Chodził po ulicach Poznania i podpalał śmietniki oraz wiaty. Nagrały go dwie kamery monitoringu, mimo to przez tydzień był nieuchwytny. Podpalacza szukała policja. Do komisariatu zgłosił się mężczyzna, który twierdzi, że to jego widać na opublikowanych nagraniach. 34-latek jeszcze nie został przesłuchany.
Tydzień temu w Poznaniu wybuchło kilkanaście pożarów: na ulicy Bułgarskiej i Swobody oraz na skrzyżowaniu ulic Grochowskiej i Świt.
Od początku podejrzewano, że te pożary nie są przypadkowe.
Potwierdziły to nagrania z monitoringu.

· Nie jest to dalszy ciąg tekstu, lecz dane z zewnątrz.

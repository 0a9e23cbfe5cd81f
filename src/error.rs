//! Error taxonomy and the wire-error mapper.
//!
//! Every failure a tool handler can produce is a [`ToolError`]. The dispatcher is the
//! only place that turns one into a [`WireError`] via [`to_wire`]; handlers never
//! format wire errors themselves.

use serde::{Deserialize, Serialize};
use serde_json::Value;

use crate::frame::store::StoreError;

/// Top-level grouping for error codes.
#[derive(Debug, Clone, Copy, PartialEq, Eq, Hash, Serialize, Deserialize)]
#[serde(rename_all = "lowercase")]
pub enum ErrorCategory {
    Validation,
    Storage,
    Policy,
    Internal,
}

/// Fixed metadata attached to each [`ErrorCode`], surfaced by `system_introspect`.
#[derive(Debug, Clone, Copy, PartialEq, Eq, Serialize)]
pub struct ErrorMetadata {
    pub category: ErrorCategory,
    pub retryable: bool,
}

/// Stable error codes. Serialized as `SCREAMING_SNAKE_CASE` strings.
#[derive(Debug, Clone, Copy, PartialEq, Eq, Hash, Serialize, Deserialize)]
#[serde(rename_all = "SCREAMING_SNAKE_CASE")]
pub enum ErrorCode {
    ValidationRequiredField,
    ValidationInvalidFormat,
    ValidationEmptyModuleScope,
    ValidationInvalidModuleId,
    ValidationMissingSearchParameter,
    ValidationInvalidImage,
    StorageReadFailed,
    StorageWriteFailed,
    StorageNotFound,
    StorageImageFailed,
    PolicyNotFound,
    PolicyInvalid,
    InternalUnknownMethod,
    InternalUnknownTool,
    InternalError,
}

impl ErrorCode {
    pub const ALL: &'static [ErrorCode] = &[
        Self::ValidationRequiredField,
        Self::ValidationInvalidFormat,
        Self::ValidationEmptyModuleScope,
        Self::ValidationInvalidModuleId,
        Self::ValidationMissingSearchParameter,
        Self::ValidationInvalidImage,
        Self::StorageReadFailed,
        Self::StorageWriteFailed,
        Self::StorageNotFound,
        Self::StorageImageFailed,
        Self::PolicyNotFound,
        Self::PolicyInvalid,
        Self::InternalUnknownMethod,
        Self::InternalUnknownTool,
        Self::InternalError,
    ];

    pub fn as_str(&self) -> &'static str {
        match self {
            Self::ValidationRequiredField => "VALIDATION_REQUIRED_FIELD",
            Self::ValidationInvalidFormat => "VALIDATION_INVALID_FORMAT",
            Self::ValidationEmptyModuleScope => "VALIDATION_EMPTY_MODULE_SCOPE",
            Self::ValidationInvalidModuleId => "VALIDATION_INVALID_MODULE_ID",
            Self::ValidationMissingSearchParameter => "VALIDATION_MISSING_SEARCH_PARAMETER",
            Self::ValidationInvalidImage => "VALIDATION_INVALID_IMAGE",
            Self::StorageReadFailed => "STORAGE_READ_FAILED",
            Self::StorageWriteFailed => "STORAGE_WRITE_FAILED",
            Self::StorageNotFound => "STORAGE_NOT_FOUND",
            Self::StorageImageFailed => "STORAGE_IMAGE_FAILED",
            Self::PolicyNotFound => "POLICY_NOT_FOUND",
            Self::PolicyInvalid => "POLICY_INVALID",
            Self::InternalUnknownMethod => "INTERNAL_UNKNOWN_METHOD",
            Self::InternalUnknownTool => "INTERNAL_UNKNOWN_TOOL",
            Self::InternalError => "INTERNAL_ERROR",
        }
    }

    pub fn metadata(&self) -> ErrorMetadata {
        use ErrorCategory::*;
        let (category, retryable) = match self {
            Self::ValidationRequiredField
            | Self::ValidationInvalidFormat
            | Self::ValidationEmptyModuleScope
            | Self::ValidationInvalidModuleId
            | Self::ValidationMissingSearchParameter
            | Self::ValidationInvalidImage => (Validation, false),
            Self::StorageReadFailed | Self::StorageNotFound => (Storage, false),
            // Transient write failures are worth a retry with the same request_id.
            Self::StorageWriteFailed | Self::StorageImageFailed => (Storage, true),
            Self::PolicyNotFound | Self::PolicyInvalid => (Policy, false),
            Self::InternalUnknownMethod | Self::InternalUnknownTool | Self::InternalError => {
                (Internal, false)
            }
        };
        ErrorMetadata {
            category,
            retryable,
        }
    }
}

impl std::fmt::Display for ErrorCode {
    fn fmt(&self, f: &mut std::fmt::Formatter<'_>) -> std::fmt::Result {
        f.write_str(self.as_str())
    }
}

/// The error every tool handler returns.
#[derive(Debug, thiserror::Error)]
pub enum ToolError {
    /// A structured domain error: code, message and optional context.
    #[error("{code}: {message}")]
    Domain {
        code: ErrorCode,
        message: String,
        context: Option<Value>,
    },
    /// A recoverable error that tells the caller what to try next.
    #[error("{code}: {message}")]
    Guidance {
        code: ErrorCode,
        message: String,
        context: Option<Value>,
        next_actions: Vec<String>,
    },
    /// Anything else. Only the generic internal code and message reach the wire.
    #[error(transparent)]
    Unmapped(#[from] anyhow::Error),
}

impl ToolError {
    pub fn domain(code: ErrorCode, message: impl Into<String>) -> Self {
        Self::Domain {
            code,
            message: message.into(),
            context: None,
        }
    }

    pub fn guidance<I, S>(code: ErrorCode, message: impl Into<String>, next_actions: I) -> Self
    where
        I: IntoIterator<Item = S>,
        S: Into<String>,
    {
        Self::Guidance {
            code,
            message: message.into(),
            context: None,
            next_actions: next_actions.into_iter().map(Into::into).collect(),
        }
    }

    /// Attach (or replace) the context object. No-op for [`ToolError::Unmapped`].
    pub fn with_context(mut self, value: Value) -> Self {
        match &mut self {
            Self::Domain { context, .. } | Self::Guidance { context, .. } => {
                *context = Some(value);
            }
            Self::Unmapped(_) => {}
        }
        self
    }

    pub fn code(&self) -> ErrorCode {
        match self {
            Self::Domain { code, .. } | Self::Guidance { code, .. } => *code,
            Self::Unmapped(_) => ErrorCode::InternalError,
        }
    }

    pub fn message(&self) -> String {
        match self {
            Self::Domain { message, .. } | Self::Guidance { message, .. } => message.clone(),
            Self::Unmapped(_) => INTERNAL_MESSAGE.to_string(),
        }
    }

    /// A store read failed. The driver error is logged, not surfaced.
    pub fn storage_read(err: StoreError) -> Self {
        if let StoreError::InvalidCursor(cursor) = &err {
            return Self::domain(
                ErrorCode::ValidationInvalidFormat,
                format!("Invalid pagination cursor: {cursor}"),
            )
            .with_context(serde_json::json!({ "field": "cursor" }));
        }
        tracing::error!(error = %err, "frame store read failed");
        Self::domain(ErrorCode::StorageReadFailed, "Failed to read from the frame store")
    }

    /// A store write failed. The driver error is logged, not surfaced.
    pub fn storage_write(err: StoreError) -> Self {
        tracing::error!(error = %err, "frame store write failed");
        Self::domain(ErrorCode::StorageWriteFailed, "Failed to write to the frame store")
    }

    pub fn required_field(field: &str) -> Self {
        Self::domain(
            ErrorCode::ValidationRequiredField,
            format!("Missing required field: {field}"),
        )
        .with_context(serde_json::json!({ "field": field }))
    }
}

impl From<serde_json::Error> for ToolError {
    fn from(err: serde_json::Error) -> Self {
        Self::Unmapped(err.into())
    }
}

const INTERNAL_MESSAGE: &str = "Internal error: the operation could not be completed";

/// Wire shape of an error: `{code, message, context?, nextActions?}`.
#[derive(Debug, Clone, PartialEq, Serialize, Deserialize)]
pub struct WireError {
    pub code: String,
    pub message: String,
    #[serde(default, skip_serializing_if = "Option::is_none")]
    pub context: Option<Value>,
    #[serde(
        rename = "nextActions",
        default,
        skip_serializing_if = "Option::is_none"
    )]
    pub next_actions: Option<Vec<String>>,
}

/// Map a handler error to its wire form.
///
/// [`ToolError::Unmapped`] keeps its detail in the log only; the caller sees the
/// generic internal code and message.
pub fn to_wire(err: &ToolError) -> WireError {
    match err {
        ToolError::Domain {
            code,
            message,
            context,
        } => WireError {
            code: code.as_str().to_string(),
            message: message.clone(),
            context: context.clone(),
            next_actions: None,
        },
        ToolError::Guidance {
            code,
            message,
            context,
            next_actions,
        } => WireError {
            code: code.as_str().to_string(),
            message: message.clone(),
            context: context.clone(),
            next_actions: Some(next_actions.clone()),
        },
        ToolError::Unmapped(inner) => {
            tracing::error!(error = ?inner, "unmapped internal error");
            WireError {
                code: ErrorCode::InternalError.as_str().to_string(),
                message: INTERNAL_MESSAGE.to_string(),
                context: None,
                next_actions: None,
            }
        }
    }
}
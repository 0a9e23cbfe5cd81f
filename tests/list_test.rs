mod helpers;

use helpers::{call_err, call_ok, engine_with, ids, minute, seed_frame, test_engine, test_policy, test_settings};
use serde_json::{json, Value};
use tessera::engine::EngineContext;

fn seed_five(ctx: &EngineContext) {
    let store = ctx.store.as_ref();
    seed_frame(store, "f1", &minute(1), "main", None, &["mod/x"]);
    seed_frame(store, "f2", &minute(2), "feature", None, &["services/auth"]);
    seed_frame(store, "f3", &minute(3), "main", Some("T-1"), &["mod/y"]);
    seed_frame(store, "f4", &minute(4), "feature", None, &["mod/x", "services/auth"]);
    seed_frame(store, "f5", &minute(5), "main", None, &["mod/x"]);
}

#[tokio::test]
async fn unfiltered_listing_passes_store_cursor_through() {
    let ctx = test_engine();
    seed_five(&ctx);

    let first = call_ok(&ctx, "frame_list", json!({"limit": 2})).await;
    assert_eq!(ids(&first["frames"]), ["f5", "f4"]);
    assert_eq!(first["page"]["hasMore"], true);
    assert_eq!(first["page"]["limit"], 2);
    assert_eq!(first["order"], json!({"by": "timestamp", "direction": "desc"}));
    let cursor = first["page"]["nextCursor"].clone();
    assert!(cursor.is_string());

    let second = call_ok(&ctx, "frame_list", json!({"limit": 2, "cursor": cursor})).await;
    assert_eq!(ids(&second["frames"]), ["f3", "f2"]);

    let third = call_ok(
        &ctx,
        "frame_list",
        json!({"limit": 2, "cursor": second["page"]["nextCursor"]}),
    )
    .await;
    assert_eq!(ids(&third["frames"]), ["f1"]);
    assert_eq!(third["page"]["hasMore"], false);
    assert_eq!(third["page"]["nextCursor"], Value::Null);
}

#[tokio::test]
async fn filtered_listing_disables_pagination() {
    let ctx = test_engine();
    seed_five(&ctx);

    let data = call_ok(&ctx, "frame_list", json!({"branch": "main", "limit": 2})).await;
    assert_eq!(ids(&data["frames"]), ["f5", "f3"]);
    // More main frames exist, but a filtered page never claims so.
    assert_eq!(data["page"]["hasMore"], false);
    assert_eq!(data["page"]["nextCursor"], Value::Null);
    assert_eq!(data["order"]["by"], "timestamp");
}

#[tokio::test]
async fn filtered_listing_ignores_cursor() {
    let ctx = test_engine();
    seed_five(&ctx);
    let first = call_ok(&ctx, "frame_list", json!({"limit": 1})).await;

    let data = call_ok(
        &ctx,
        "frame_list",
        json!({"branch": "feature", "cursor": first["page"]["nextCursor"]}),
    )
    .await;
    assert_eq!(ids(&data["frames"]), ["f4", "f2"]);
}

#[tokio::test]
async fn module_filter_accepts_aliases() {
    let ctx = test_engine();
    seed_five(&ctx);

    let canonical = call_ok(&ctx, "frame_list", json!({"module": "services/auth"})).await;
    let alias = call_ok(&ctx, "frame_list", json!({"module": "auth"})).await;
    assert_eq!(ids(&canonical["frames"]), ["f4", "f2"]);
    assert_eq!(canonical["frames"], alias["frames"]);
}

#[tokio::test]
async fn since_filter_is_inclusive() {
    let ctx = test_engine();
    seed_five(&ctx);

    let data = call_ok(&ctx, "frame_list", json!({"since": "2026-03-01T00:03:00Z"})).await;
    assert_eq!(ids(&data["frames"]), ["f5", "f4", "f3"]);

    let data = call_ok(
        &ctx,
        "frame_list",
        json!({"since": "2026-03-01T00:02:00Z", "branch": "feature", "module": "mod/x"}),
    )
    .await;
    assert_eq!(ids(&data["frames"]), ["f4"]);
}

#[tokio::test]
async fn invalid_since_is_format_error() {
    let ctx = test_engine();
    let err = call_err(&ctx, "frame_list", json!({"since": "last tuesday"})).await;
    assert_eq!(err.code, "VALIDATION_INVALID_FORMAT");
    assert_eq!(err.context.unwrap()["field"], "since");
}

#[tokio::test]
async fn invalid_cursor_is_format_error() {
    let ctx = test_engine();
    seed_five(&ctx);
    let err = call_err(&ctx, "frame_list", json!({"cursor": "not-a-cursor"})).await;
    assert_eq!(err.code, "VALIDATION_INVALID_FORMAT");
    assert_eq!(err.context.unwrap()["field"], "cursor");
}

#[tokio::test]
async fn filters_only_see_recent_window() {
    let mut settings = test_settings();
    settings.fetch_bound = 2;
    let ctx = engine_with(settings, Some(test_policy()));
    seed_five(&ctx);

    // f2 is a feature frame, but it is older than the newest two.
    let data = call_ok(&ctx, "frame_list", json!({"branch": "feature"})).await;
    assert_eq!(ids(&data["frames"]), ["f4"]);

    // Unfiltered listings are not bounded by the window.
    let data = call_ok(&ctx, "frame_list", json!({"limit": 10})).await;
    assert_eq!(ids(&data["frames"]).len(), 5);
}

#[tokio::test]
async fn empty_store_lists_nothing() {
    let ctx = test_engine();
    let data = call_ok(&ctx, "frame_list", json!({})).await;
    assert_eq!(data["frames"], json!([]));
    assert_eq!(data["page"]["hasMore"], false);
    assert_eq!(data["page"]["limit"], 10);
}

#[tokio::test]
async fn huge_fetch_bound_scans_whole_store() {
    let mut settings = test_settings();
    settings.fetch_bound = usize::MAX;
    let ctx = engine_with(settings, Some(test_policy()));
    seed_five(&ctx);

    let data = call_ok(&ctx, "frame_list", json!({"branch": "feature"})).await;
    assert_eq!(ids(&data["frames"]), ["f4", "f2"]);
}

Na jednym z nich widać postać, która pojawiła się w pobliżu wiaty. Po chwili widać pożar.
Zgłosił się sam
Podpalacza szukała policja. Opublikowano jego wizerunek. Wyznaczono też nagrodę za pomoc w jego ujęciu. W poniedziałek rano policja poinformowała, że zgłosił się do nich mężczyzna, który twierdzi, że to jego widać na opublikowanych nagraniach.
- Pojawił się w komisariacie na Grunwaldzie. Powiedział: to ja jestem na tych nagraniach. Policjanci zatrzymali 34-latka. Zostanie przesłuchany dziś po południu - powiedział TVN24 Andrzej Borowiak, rzecznik wielkopolskiej policji.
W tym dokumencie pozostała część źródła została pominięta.